» **Exercise**:
Your answer must be every line of the data below that holds the string "skip", copied exactly.

» **Extracted records**:
== Segment start ==
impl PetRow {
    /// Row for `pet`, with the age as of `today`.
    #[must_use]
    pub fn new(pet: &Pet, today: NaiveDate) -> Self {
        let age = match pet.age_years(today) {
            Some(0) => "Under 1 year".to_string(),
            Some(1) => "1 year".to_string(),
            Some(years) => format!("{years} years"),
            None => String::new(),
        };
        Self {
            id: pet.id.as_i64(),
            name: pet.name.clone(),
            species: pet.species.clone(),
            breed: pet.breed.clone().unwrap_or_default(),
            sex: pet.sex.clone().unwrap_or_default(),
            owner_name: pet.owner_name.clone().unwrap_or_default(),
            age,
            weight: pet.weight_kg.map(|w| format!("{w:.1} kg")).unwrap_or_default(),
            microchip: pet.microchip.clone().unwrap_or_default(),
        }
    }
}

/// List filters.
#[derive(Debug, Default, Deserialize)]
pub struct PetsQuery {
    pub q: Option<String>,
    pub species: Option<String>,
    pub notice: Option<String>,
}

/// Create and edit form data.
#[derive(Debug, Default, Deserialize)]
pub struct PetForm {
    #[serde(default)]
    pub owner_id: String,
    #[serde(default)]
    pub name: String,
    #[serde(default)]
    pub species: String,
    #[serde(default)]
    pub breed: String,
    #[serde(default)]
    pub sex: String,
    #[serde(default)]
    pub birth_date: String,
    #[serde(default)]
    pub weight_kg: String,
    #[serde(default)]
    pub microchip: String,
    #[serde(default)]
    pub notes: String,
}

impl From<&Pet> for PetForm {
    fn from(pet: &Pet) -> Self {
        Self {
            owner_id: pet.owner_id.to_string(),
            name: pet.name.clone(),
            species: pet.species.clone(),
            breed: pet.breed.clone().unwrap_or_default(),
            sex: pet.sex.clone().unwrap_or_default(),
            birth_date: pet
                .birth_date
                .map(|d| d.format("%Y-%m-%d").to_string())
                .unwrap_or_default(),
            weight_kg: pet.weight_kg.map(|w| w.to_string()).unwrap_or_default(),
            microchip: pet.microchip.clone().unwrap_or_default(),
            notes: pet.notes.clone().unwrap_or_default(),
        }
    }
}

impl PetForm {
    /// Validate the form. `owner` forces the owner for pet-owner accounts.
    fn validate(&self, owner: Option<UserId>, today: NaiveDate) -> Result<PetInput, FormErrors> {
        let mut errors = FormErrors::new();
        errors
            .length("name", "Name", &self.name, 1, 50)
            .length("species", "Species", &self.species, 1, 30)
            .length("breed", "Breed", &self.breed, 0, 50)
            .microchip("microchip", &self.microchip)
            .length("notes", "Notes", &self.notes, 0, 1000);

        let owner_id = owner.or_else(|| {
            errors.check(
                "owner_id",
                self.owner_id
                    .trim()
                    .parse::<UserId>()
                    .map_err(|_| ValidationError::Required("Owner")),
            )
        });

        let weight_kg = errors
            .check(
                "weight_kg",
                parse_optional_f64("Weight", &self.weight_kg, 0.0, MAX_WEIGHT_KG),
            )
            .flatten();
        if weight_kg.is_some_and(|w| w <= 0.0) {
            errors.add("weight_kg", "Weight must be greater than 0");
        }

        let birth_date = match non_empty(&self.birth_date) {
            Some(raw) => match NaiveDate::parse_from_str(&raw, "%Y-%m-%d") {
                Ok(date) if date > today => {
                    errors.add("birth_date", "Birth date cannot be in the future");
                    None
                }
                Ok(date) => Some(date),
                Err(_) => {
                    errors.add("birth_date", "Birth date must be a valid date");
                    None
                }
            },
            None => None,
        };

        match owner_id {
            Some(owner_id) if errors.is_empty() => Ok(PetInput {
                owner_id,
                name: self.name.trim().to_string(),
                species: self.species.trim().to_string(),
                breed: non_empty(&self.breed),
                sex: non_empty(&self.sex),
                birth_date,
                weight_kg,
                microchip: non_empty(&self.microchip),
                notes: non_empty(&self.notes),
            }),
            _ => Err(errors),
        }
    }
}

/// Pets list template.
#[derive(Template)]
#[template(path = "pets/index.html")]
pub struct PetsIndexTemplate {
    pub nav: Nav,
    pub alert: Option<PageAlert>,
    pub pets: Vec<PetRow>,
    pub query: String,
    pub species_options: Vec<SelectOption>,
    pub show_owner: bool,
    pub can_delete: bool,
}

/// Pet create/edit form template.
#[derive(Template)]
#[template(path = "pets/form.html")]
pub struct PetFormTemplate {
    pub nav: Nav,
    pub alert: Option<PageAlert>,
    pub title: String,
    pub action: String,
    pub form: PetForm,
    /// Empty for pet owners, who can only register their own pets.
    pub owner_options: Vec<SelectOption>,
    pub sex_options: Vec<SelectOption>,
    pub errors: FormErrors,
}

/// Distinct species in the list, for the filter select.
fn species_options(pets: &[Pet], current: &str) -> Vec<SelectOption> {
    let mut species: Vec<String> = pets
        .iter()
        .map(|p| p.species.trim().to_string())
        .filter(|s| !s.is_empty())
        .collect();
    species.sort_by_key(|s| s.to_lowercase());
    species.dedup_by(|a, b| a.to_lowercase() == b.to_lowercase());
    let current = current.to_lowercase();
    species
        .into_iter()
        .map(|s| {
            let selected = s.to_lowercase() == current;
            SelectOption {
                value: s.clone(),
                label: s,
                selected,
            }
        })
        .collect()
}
== Segment end ==
== Segment start ==
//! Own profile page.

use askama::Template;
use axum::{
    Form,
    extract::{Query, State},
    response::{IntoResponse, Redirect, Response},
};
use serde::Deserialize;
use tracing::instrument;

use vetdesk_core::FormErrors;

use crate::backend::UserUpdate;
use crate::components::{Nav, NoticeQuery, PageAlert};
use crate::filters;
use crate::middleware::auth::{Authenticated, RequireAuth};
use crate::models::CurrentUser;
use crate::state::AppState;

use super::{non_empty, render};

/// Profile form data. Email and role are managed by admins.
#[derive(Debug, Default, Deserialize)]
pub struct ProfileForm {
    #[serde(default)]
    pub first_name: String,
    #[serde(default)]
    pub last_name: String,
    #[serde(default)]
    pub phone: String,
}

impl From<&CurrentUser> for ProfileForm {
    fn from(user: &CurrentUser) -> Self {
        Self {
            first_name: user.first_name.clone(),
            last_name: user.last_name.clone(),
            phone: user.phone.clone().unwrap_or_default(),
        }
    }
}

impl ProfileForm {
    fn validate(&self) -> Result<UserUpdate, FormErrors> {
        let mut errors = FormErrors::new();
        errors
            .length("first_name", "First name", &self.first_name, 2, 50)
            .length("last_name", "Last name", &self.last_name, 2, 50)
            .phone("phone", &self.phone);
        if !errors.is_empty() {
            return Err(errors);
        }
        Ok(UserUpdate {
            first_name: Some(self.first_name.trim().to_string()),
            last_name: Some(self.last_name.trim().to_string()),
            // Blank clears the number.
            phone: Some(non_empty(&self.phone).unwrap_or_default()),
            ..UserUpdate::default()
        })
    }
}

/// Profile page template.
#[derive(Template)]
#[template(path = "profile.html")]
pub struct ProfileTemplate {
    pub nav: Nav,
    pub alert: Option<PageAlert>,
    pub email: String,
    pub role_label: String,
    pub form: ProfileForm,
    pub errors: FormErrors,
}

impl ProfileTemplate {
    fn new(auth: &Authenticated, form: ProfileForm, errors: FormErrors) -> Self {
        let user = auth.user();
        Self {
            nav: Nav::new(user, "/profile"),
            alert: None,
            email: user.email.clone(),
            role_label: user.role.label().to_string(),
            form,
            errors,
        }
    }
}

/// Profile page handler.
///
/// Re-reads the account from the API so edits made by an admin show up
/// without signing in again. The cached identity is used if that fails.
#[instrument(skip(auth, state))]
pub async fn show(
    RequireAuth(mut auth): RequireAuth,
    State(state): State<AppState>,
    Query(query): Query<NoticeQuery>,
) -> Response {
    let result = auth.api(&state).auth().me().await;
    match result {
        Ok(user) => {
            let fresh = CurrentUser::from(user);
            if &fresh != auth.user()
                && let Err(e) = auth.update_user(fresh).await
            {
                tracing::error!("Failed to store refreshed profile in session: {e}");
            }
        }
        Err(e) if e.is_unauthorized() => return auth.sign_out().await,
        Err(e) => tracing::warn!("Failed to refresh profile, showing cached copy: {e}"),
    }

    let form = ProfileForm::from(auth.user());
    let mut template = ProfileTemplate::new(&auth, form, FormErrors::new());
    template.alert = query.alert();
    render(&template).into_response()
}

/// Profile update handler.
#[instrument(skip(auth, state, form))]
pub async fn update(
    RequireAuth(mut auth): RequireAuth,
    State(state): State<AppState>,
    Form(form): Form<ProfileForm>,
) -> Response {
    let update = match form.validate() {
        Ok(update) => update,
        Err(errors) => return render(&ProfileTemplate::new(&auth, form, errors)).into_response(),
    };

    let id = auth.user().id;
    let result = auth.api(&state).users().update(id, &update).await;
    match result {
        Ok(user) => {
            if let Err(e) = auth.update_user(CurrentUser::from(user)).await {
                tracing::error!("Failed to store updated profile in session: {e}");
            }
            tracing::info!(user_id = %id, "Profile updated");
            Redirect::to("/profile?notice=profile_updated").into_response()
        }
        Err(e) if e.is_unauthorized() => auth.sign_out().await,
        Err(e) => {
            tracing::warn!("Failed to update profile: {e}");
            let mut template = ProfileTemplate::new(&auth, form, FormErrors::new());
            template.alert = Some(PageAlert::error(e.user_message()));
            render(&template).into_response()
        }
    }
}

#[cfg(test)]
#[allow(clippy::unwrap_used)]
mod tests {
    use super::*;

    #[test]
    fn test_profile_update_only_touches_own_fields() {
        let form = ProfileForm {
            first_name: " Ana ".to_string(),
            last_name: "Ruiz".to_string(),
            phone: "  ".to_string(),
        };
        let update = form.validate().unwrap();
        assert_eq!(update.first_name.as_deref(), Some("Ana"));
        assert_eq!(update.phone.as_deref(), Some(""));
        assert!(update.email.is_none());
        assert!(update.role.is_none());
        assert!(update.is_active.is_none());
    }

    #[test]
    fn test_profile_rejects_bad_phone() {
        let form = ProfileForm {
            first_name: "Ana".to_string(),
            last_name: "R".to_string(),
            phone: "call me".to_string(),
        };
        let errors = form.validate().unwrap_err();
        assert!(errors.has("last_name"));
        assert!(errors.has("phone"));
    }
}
== Segment end ==
== Segment start ==
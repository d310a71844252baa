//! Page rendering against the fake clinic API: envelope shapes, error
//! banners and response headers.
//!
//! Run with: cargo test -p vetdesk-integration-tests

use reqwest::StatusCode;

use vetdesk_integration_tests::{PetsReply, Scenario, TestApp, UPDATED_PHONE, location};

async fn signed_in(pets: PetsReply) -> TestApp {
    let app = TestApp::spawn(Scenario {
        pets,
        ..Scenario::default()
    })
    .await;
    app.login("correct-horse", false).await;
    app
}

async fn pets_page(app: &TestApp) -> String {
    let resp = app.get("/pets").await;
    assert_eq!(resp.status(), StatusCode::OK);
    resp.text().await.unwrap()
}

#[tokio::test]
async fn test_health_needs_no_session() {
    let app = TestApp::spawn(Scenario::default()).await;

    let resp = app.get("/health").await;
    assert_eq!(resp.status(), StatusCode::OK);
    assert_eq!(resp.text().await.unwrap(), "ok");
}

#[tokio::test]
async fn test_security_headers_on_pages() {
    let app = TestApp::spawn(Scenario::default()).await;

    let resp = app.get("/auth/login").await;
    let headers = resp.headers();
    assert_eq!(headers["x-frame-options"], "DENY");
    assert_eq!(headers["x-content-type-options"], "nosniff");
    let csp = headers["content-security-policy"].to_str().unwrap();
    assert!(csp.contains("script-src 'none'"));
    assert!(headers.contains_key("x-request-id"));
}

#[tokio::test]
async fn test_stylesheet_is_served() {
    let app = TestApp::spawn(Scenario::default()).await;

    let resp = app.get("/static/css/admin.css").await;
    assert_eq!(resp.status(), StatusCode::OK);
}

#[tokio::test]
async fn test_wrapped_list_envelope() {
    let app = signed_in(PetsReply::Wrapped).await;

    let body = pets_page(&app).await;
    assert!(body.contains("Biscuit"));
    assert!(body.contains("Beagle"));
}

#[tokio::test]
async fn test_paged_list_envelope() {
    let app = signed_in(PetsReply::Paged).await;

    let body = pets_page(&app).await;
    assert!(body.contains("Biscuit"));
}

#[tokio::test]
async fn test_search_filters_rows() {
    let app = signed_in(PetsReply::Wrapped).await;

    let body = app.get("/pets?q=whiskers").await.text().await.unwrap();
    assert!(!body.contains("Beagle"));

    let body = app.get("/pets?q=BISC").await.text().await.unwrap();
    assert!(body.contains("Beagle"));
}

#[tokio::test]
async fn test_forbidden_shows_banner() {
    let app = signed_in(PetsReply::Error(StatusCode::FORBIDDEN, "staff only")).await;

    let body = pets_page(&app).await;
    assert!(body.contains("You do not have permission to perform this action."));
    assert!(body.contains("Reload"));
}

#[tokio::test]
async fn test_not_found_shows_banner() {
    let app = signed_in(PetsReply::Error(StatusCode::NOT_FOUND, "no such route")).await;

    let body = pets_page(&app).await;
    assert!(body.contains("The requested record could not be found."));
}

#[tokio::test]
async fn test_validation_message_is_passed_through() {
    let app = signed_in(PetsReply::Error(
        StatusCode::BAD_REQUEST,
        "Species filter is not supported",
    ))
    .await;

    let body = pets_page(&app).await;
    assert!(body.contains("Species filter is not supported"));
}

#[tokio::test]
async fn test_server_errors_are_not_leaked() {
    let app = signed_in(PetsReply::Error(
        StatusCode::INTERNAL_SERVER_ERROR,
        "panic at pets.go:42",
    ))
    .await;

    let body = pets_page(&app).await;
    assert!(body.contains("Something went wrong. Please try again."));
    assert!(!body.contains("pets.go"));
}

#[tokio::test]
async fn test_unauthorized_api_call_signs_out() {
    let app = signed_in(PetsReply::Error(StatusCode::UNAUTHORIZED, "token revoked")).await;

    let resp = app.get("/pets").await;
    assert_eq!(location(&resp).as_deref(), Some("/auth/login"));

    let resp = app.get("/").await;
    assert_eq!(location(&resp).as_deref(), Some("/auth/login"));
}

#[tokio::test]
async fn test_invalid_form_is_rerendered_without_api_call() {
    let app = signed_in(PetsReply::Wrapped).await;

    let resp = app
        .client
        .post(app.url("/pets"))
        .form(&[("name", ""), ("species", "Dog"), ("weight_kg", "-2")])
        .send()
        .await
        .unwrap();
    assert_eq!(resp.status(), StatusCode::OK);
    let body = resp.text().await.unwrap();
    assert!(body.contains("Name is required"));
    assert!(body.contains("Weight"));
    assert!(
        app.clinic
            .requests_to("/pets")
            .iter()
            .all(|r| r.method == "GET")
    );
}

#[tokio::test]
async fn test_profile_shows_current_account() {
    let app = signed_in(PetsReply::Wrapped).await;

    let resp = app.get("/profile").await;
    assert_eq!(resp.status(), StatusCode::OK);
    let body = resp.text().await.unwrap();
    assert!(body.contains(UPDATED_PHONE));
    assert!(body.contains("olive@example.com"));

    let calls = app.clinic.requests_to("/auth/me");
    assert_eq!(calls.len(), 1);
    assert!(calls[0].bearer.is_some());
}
== Segment end ==
» **Exercise result**:
#[instrument(skip(auth, state))]
#[instrument(skip(auth, state, form))]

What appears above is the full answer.